- _WHAT YOU NEED TO DO_:
Where does the string "effect" appear in the records? Copy each line that holds it.

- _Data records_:
□ □ □
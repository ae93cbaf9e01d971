#![forbid(unsafe_code)]
#![warn(
    missing_debug_implementations,
    rust_2018_idioms,
    unreachable_pub,
    unused_qualifications
)]

//! The `Exchange` capability trait and everything it speaks in: orders and
//! their lifecycle state machine, accounts, positions, trades, funding-rate
//! readings, and the deterministic id scheme that makes order placement
//! idempotent across restarts.
//!
//! This crate knows nothing about any specific venue, the gateway transport,
//! or persistence — those live in `vantage-gateway`, `vantage-client` and
//! `vantage-engine` respectively.

pub mod account;
pub mod error;
pub mod exchange;
pub mod funding;
pub mod id;
pub mod market;
pub mod order;
pub mod position;
pub mod request;
pub mod simulated;
pub mod state;
pub mod trade;

pub use account::{Account, AssetBalance};
pub use error::{ApiError, ClientError, ConnectivityError, KeyError};
pub use exchange::Exchange;
pub use funding::FundingRate;
pub use id::{ClientOrderId, OrderId, StrategyId};
pub use market::{Kline, PriceUpdate};
pub use order::Order;
pub use position::{Position, PositionSide};
pub use request::{OrderKey, OrderRequestCancel, OrderRequestOpen, RequestCancel, RequestOpen};
pub use simulated::{SimulatedConfig, SimulatedExchange};
pub use state::{ActiveOrderState, InactiveOrderState, OrderState};
pub use trade::Trade;
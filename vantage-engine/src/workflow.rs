use crate::store::{checksum, verify_checksum, Store, StoreError};
use derive_more::Display;
use serde::{de::DeserializeOwned, Deserialize, Serialize};
use sha2::{Digest, Sha256};

/// Deterministic identifier for one durable workflow step: `H(symbol,
/// price_tick, sequence)` for grid actions, or `H(symbol, next_funding_time,
/// leg)` for arb legs. Stable across restarts so replay recognises the same
/// step rather than re-executing it.
#[derive(Debug, Clone, Eq, PartialEq, Ord, PartialOrd, Hash, Display, Serialize, Deserialize)]
pub struct WorkflowId(pub String);

impl WorkflowId {
    pub fn derive(parts: &[&str]) -> Self {
        let mut hasher = Sha256::new();
        for part in parts {
            hasher.update(part.as_bytes());
            hasher.update([0u8]);
        }
        Self(hex::encode(hasher.finalize()))
    }
}

#[derive(Debug, Copy, Clone, Eq, PartialEq, Serialize, Deserialize)]
pub enum WorkflowStatus {
    Pending,
    Success,
    Failed,
}

impl WorkflowStatus {
    fn as_str(self) -> &'static str {
        match self {
            WorkflowStatus::Pending => "PENDING",
            WorkflowStatus::Success => "SUCCESS",
            WorkflowStatus::Failed => "FAILED",
        }
    }

    fn from_str(s: &str) -> Self {
        match s {
            "SUCCESS" => WorkflowStatus::Success,
            "FAILED" => WorkflowStatus::Failed,
            _ => WorkflowStatus::Pending,
        }
    }
}

/// A durable workflow step record: input/output/status committed
/// transactionally, so a crash between "placed the order" and "recorded the
/// result" is resolved on replay rather than silently duplicating the
/// side-effect.
#[derive(Debug, Clone, PartialEq)]
pub struct WorkflowStepRecord {
    pub workflow_id: WorkflowId,
    pub step_name: String,
    pub status: WorkflowStatus,
    pub input_hash: String,
    pub output_json: Option<String>,
    pub updated_at: i64,
}

/// Transactional store of [`WorkflowStepRecord`]s, backed by the same
/// [`Store`] as slots and the symbol registry.
///
/// Writes for a given `workflow_id` are naturally serialised by SQLite's
/// single-writer semantics; different `workflow_id`s still interleave
/// freely since each commit is a single short transaction.
#[derive(Debug, Clone)]
pub struct WorkflowStore {
    store: Store,
}

impl WorkflowStore {
    pub fn new(store: Store) -> Self {
        Self { store }
    }

    /// Look up a step's committed record, if any.
    pub fn get(&self, id: &WorkflowId) -> Result<Option<WorkflowStepRecord>, StoreError> {
        self.store.with_conn(|conn| {
            let result = conn.query_row(
                "SELECT step_name, status, input_hash, output_blob, updated_at, checksum
                 FROM workflow_steps WHERE workflow_id = ?1",
                [&id.0],
                |row| {
                    Ok((
                        row.get::<_, String>(0)?,
                        row.get::<_, String>(1)?,
                        row.get::<_, String>(2)?,
                        row.get::<_, Option<String>>(3)?,
                        row.get::<_, i64>(4)?,
                        row.get::<_, String>(5)?,
                    ))
                },
            );

            match result {
                Ok((step_name, status, input_hash, output_json, updated_at, stored_checksum)) => {
                    let fields = [
                        id.0.as_str(),
                        step_name.as_str(),
                        status.as_str(),
                        input_hash.as_str(),
                        output_json.as_deref().unwrap_or(""),
                        &updated_at.to_string(),
                    ];
                    verify_checksum("workflow_steps", &id.0, &fields, &stored_checksum)?;
                    Ok(Some(WorkflowStepRecord {
                        workflow_id: id.clone(),
                        step_name,
                        status: WorkflowStatus::from_str(&status),
                        input_hash,
                        output_json,
                        updated_at,
                    }))
                }
                Err(rusqlite::Error::QueryReturnedNoRows) => Ok(None),
                Err(e) => Err(e.into()),
            }
        })
    }

    /// Whether this step already committed a successful result — replay must
    /// skip re-executing it.
    pub fn is_success(&self, id: &WorkflowId) -> Result<bool, StoreError> {
        Ok(matches!(self.get(id)?, Some(record) if record.status == WorkflowStatus::Success))
    }

    fn put(&self, record: &WorkflowStepRecord) -> Result<(), StoreError> {
        let updated_at_str = record.updated_at.to_string();
        let fields = [
            record.workflow_id.0.as_str(),
            record.step_name.as_str(),
            record.status.as_str(),
            record.input_hash.as_str(),
            record.output_json.as_deref().unwrap_or(""),
            updated_at_str.as_str(),
        ];
        let sum = checksum(&fields);

        self.store.with_conn(|conn| {
            conn.execute(
                "INSERT INTO workflow_steps (workflow_id, step_name, status, input_hash, output_blob, updated_at, checksum)
                 VALUES (?1, ?2, ?3, ?4, ?5, ?6, ?7)
                 ON CONFLICT(workflow_id) DO UPDATE SET
                    status = excluded.status, output_blob = excluded.output_blob,
                    updated_at = excluded.updated_at, checksum = excluded.checksum",
                rusqlite::params![
                    record.workflow_id.0,
                    record.step_name,
                    record.status.as_str(),
                    record.input_hash,
                    record.output_json,
                    record.updated_at,
                    sum,
                ],
            )?;
            Ok(())
        })
    }

    /// Begin a step as `PENDING` before the side-effect runs. On restart,
    /// any step left `PENDING` is retried by the caller.
    pub fn begin(&self, id: &WorkflowId, step_name: &str, input_hash: &str, now_ms: i64) -> Result<(), StoreError> {
        self.put(&WorkflowStepRecord {
            workflow_id: id.clone(),
            step_name: step_name.to_string(),
            status: WorkflowStatus::Pending,
            input_hash: input_hash.to_string(),
            output_json: None,
            updated_at: now_ms,
        })
    }

    /// Commit the step's outcome. Called exactly once per attempt that
    /// reaches a terminal result.
    pub fn complete<O: Serialize>(
        &self,
        id: &WorkflowId,
        step_name: &str,
        input_hash: &str,
        status: WorkflowStatus,
        output: &O,
        now_ms: i64,
    ) -> Result<(), StoreError> {
        let output_json = serde_json::to_string(output)?;
        self.put(&WorkflowStepRecord {
            workflow_id: id.clone(),
            step_name: step_name.to_string(),
            status,
            input_hash: input_hash.to_string(),
            output_json: Some(output_json),
            updated_at: now_ms,
        })
    }

    /// Decode a committed step's output, if present.
    pub fn decode_output<O: DeserializeOwned>(&self, record: &WorkflowStepRecord) -> Result<Option<O>, StoreError> {
        match &record.output_json {
            Some(json) => Ok(Some(serde_json::from_str(json)?)),
            None => Ok(None),
        }
    }
}

#[cfg(test)]
mod tests {
    use super::*;

    #[test]
    fn workflow_id_is_stable_for_the_same_inputs() {
        let a = WorkflowId::derive(&["BTCUSDT", "4000000", "0"]);
        let b = WorkflowId::derive(&["BTCUSDT", "4000000", "0"]);
        let c = WorkflowId::derive(&["BTCUSDT", "4000000", "1"]);
        assert_eq!(a, b);
        assert_ne!(a, c);
    }

    #[test]
    fn success_step_is_not_replayed() {
        let store = WorkflowStore::new(Store::open_in_memory().unwrap());
        let id = WorkflowId::derive(&["BTCUSDT", "1"]);
        assert!(!store.is_success(&id).unwrap());

        store.begin(&id, "place_order", "hash", 1).unwrap();
        assert!(!store.is_success(&id).unwrap());

        store.complete(&id, "place_order", "hash", WorkflowStatus::Success, &"order-1", 2).unwrap();
        assert!(store.is_success(&id).unwrap());

        let record = store.get(&id).unwrap().unwrap();
        let output: String = store.decode_output(&record).unwrap().unwrap();
        assert_eq!(output, "order-1");
    }

    #[test]
    fn pending_step_is_retried_until_it_resolves() {
        let store = WorkflowStore::new(Store::open_in_memory().unwrap());
        let id = WorkflowId::derive(&["BTCUSDT", "2"]);
        store.begin(&id, "place_order", "hash", 1).unwrap();
        let record = store.get(&id).unwrap().unwrap();
        assert_eq!(record.status, WorkflowStatus::Pending);
        assert!(!store.is_success(&id).unwrap());
    }
}
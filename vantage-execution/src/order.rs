use crate::{
    id::{ClientOrderId, StrategyId},
    request::{OrderKey, OrderRequestCancel, OrderRequestOpen, RequestCancel},
    state::{ActiveOrderState, Open, OpenInFlight, OrderState},
};
use derive_more::Constructor;
use rust_decimal::Decimal;
use serde::{Deserialize, Serialize};
use vantage_instrument::{exchange::ExchangeId, OrderType, Side, Symbol, TimeInForce};

/// An order tracked by the engine, parametrised by its lifecycle `State`
/// (commonly [`OrderState`] for a full snapshot, or [`ActiveOrderState`]
/// once narrowed to the still-live subset).
#[derive(
    Debug, Clone, Eq, PartialEq, Ord, PartialOrd, Hash, Deserialize, Serialize, Constructor,
)]
pub struct Order<State = OrderState> {
    pub key: OrderKey,
    pub side: Side,
    pub price: Decimal,
    pub quantity: Decimal,
    pub kind: OrderType,
    pub time_in_force: TimeInForce,
    pub reduce_only: bool,
    pub use_margin: bool,
    pub state: State,
}

impl Order<OrderState> {
    pub fn exchange(&self) -> ExchangeId {
        self.key.exchange
    }

    pub fn symbol(&self) -> &Symbol {
        &self.key.symbol
    }

    pub fn strategy(&self) -> &StrategyId {
        &self.key.strategy
    }

    pub fn client_order_id(&self) -> &ClientOrderId {
        &self.key.cid
    }

    pub fn to_active(&self) -> Option<Order<ActiveOrderState>> {
        let OrderState::Active(state) = &self.state else {
            return None;
        };

        Some(Order {
            key: self.key.clone(),
            side: self.side,
            price: self.price,
            quantity: self.quantity,
            kind: self.kind,
            time_in_force: self.time_in_force,
            reduce_only: self.reduce_only,
            use_margin: self.use_margin,
            state: state.clone(),
        })
    }
}

impl Order<ActiveOrderState> {
    pub fn to_request_cancel(&self) -> Option<OrderRequestCancel> {
        let request = match &self.state {
            ActiveOrderState::OpenInFlight(_) => RequestCancel { id: None },
            ActiveOrderState::Open(open) => RequestCancel { id: Some(open.id.clone()) },
            ActiveOrderState::CancelInFlight(_) => return None,
        };

        Some(OrderRequestCancel { key: self.key.clone(), state: request })
    }
}

impl From<&OrderRequestOpen> for Order<ActiveOrderState> {
    fn from(value: &OrderRequestOpen) -> Self {
        let OrderRequestOpen { key, state } = value;

        Self {
            key: key.clone(),
            side: state.side,
            price: state.price,
            quantity: state.quantity,
            kind: state.kind,
            time_in_force: state.time_in_force,
            reduce_only: state.reduce_only,
            use_margin: state.use_margin,
            state: ActiveOrderState::OpenInFlight(OpenInFlight),
        }
    }
}

impl From<Order<Open>> for Order<ActiveOrderState> {
    fn from(value: Order<Open>) -> Self {
        Order {
            key: value.key,
            side: value.side,
            price: value.price,
            quantity: value.quantity,
            kind: value.kind,
            time_in_force: value.time_in_force,
            reduce_only: value.reduce_only,
            use_margin: value.use_margin,
            state: ActiveOrderState::Open(value.state),
        }
    }
}

impl From<Order<Open>> for Order<OrderState> {
    fn from(value: Order<Open>) -> Self {
        Order {
            key: value.key,
            side: value.side,
            price: value.price,
            quantity: value.quantity,
            kind: value.kind,
            time_in_force: value.time_in_force,
            reduce_only: value.reduce_only,
            use_margin: value.use_margin,
            state: OrderState::Active(ActiveOrderState::Open(value.state)),
        }
    }
}

#[cfg(test)]
mod tests {
    use super::*;
    use crate::id::OrderId;
    use chrono::Utc;
    use vantage_instrument::exchange::ExchangeId;

    fn key() -> OrderKey {
        OrderKey {
            exchange: ExchangeId::BinanceSpot,
            symbol: Symbol::from("BTCUSDT"),
            strategy: StrategyId::new("grid"),
            cid: ClientOrderId::new("abc"),
        }
    }

    #[test]
    fn open_in_flight_order_cancels_without_a_venue_id() {
        let order = Order {
            key: key(),
            side: Side::Buy,
            price: Decimal::ONE,
            quantity: Decimal::ONE,
            kind: OrderType::Limit,
            time_in_force: TimeInForce::GoodUntilCancelled,
            reduce_only: false,
            use_margin: false,
            state: ActiveOrderState::OpenInFlight(OpenInFlight),
        };

        let cancel = order.to_request_cancel().unwrap();
        assert_eq!(cancel.state.id, None);
    }

    #[test]
    fn open_order_cancel_carries_the_venue_id() {
        let order = Order {
            key: key(),
            side: Side::Buy,
            price: Decimal::ONE,
            quantity: Decimal::ONE,
            kind: OrderType::Limit,
            time_in_force: TimeInForce::GoodUntilCancelled,
            reduce_only: false,
            use_margin: false,
            state: ActiveOrderState::Open(Open {
                id: OrderId::new("venue-1"),
                time_exchange: Utc::now(),
                price: Decimal::ONE,
                quantity: Decimal::ONE,
                filled_quantity: Decimal::ZERO,
            }),
        };

        let cancel = order.to_request_cancel().unwrap();
        assert_eq!(cancel.state.id, Some(OrderId::new("venue-1")));
    }
}
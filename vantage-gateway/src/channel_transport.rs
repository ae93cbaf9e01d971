use crate::service::GatewayService;
use crate::transport::{EventStream, GatewayRequest, GatewayResponse, GatewayTransport, SubscribeRequest};
use std::future::Future;
use tokio::sync::{mpsc, oneshot};
use vantage_execution::exchange::Exchange;

type CallEnvelope = (GatewayRequest, oneshot::Sender<Result<GatewayResponse, tonic::Status>>);
type SubscribeEnvelope = (SubscribeRequest, oneshot::Sender<Result<EventStream, tonic::Status>>);

/// The one concrete [`GatewayTransport`] this repo ships: an in-process
/// handle backed by `tokio::mpsc`, so a `trader` binary can talk to a
/// `gateway` binary's [`GatewayService`] in the same process (a single
/// combined binary, or tests) without a protobuf schema.
#[derive(Clone)]
pub struct ChannelTransport {
    calls: mpsc::UnboundedSender<CallEnvelope>,
    subscriptions: mpsc::UnboundedSender<SubscribeEnvelope>,
}

impl std::fmt::Debug for ChannelTransport {
    fn fmt(&self, f: &mut std::fmt::Formatter<'_>) -> std::fmt::Result {
        f.debug_struct("ChannelTransport").finish_non_exhaustive()
    }
}

impl ChannelTransport {
    /// Spawn the dispatch loops that serve `service` over this handle. Each
    /// inbound request is handled on its own task so one slow unary call
    /// cannot stall another client's request.
    pub fn serve<E: Exchange>(service: GatewayService<E>) -> Self {
        let (call_tx, mut call_rx) = mpsc::unbounded_channel::<CallEnvelope>();
        let (sub_tx, mut sub_rx) = mpsc::unbounded_channel::<SubscribeEnvelope>();

        let call_service = service.clone();
        tokio::spawn(async move {
            while let Some((request, reply)) = call_rx.recv().await {
                let service = call_service.clone();
                tokio::spawn(async move {
                    let _ = reply.send(service.call(request).await);
                });
            }
        });

        tokio::spawn(async move {
            while let Some((request, reply)) = sub_rx.recv().await {
                let service = service.clone();
                tokio::spawn(async move {
                    let _ = reply.send(service.subscribe(request).await);
                });
            }
        });

        Self { calls: call_tx, subscriptions: sub_tx }
    }
}

impl GatewayTransport for ChannelTransport {
    fn call(&self, request: GatewayRequest) -> impl Future<Output = Result<GatewayResponse, tonic::Status>> + Send {
        let calls = self.calls.clone();
        async move {
            let (reply_tx, reply_rx) = oneshot::channel();
            calls
                .send((request, reply_tx))
                .map_err(|_| tonic::Status::unavailable("gateway service is no longer running"))?;
            reply_rx.await.map_err(|_| tonic::Status::unavailable("gateway service dropped the request"))?
        }
    }

    fn subscribe(&self, request: SubscribeRequest) -> impl Future<Output = Result<EventStream, tonic::Status>> + Send {
        let subscriptions = self.subscriptions.clone();
        async move {
            let (reply_tx, reply_rx) = oneshot::channel();
            subscriptions
                .send((request, reply_tx))
                .map_err(|_| tonic::Status::unavailable("gateway service is no longer running"))?;
            reply_rx.await.map_err(|_| tonic::Status::unavailable("gateway service dropped the request"))?
        }
    }
}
□ □ □
- _EXERCISE RESPONSE_:
/// side-effect.
    /// Begin a step as `PENDING` before the side-effect runs. On restart,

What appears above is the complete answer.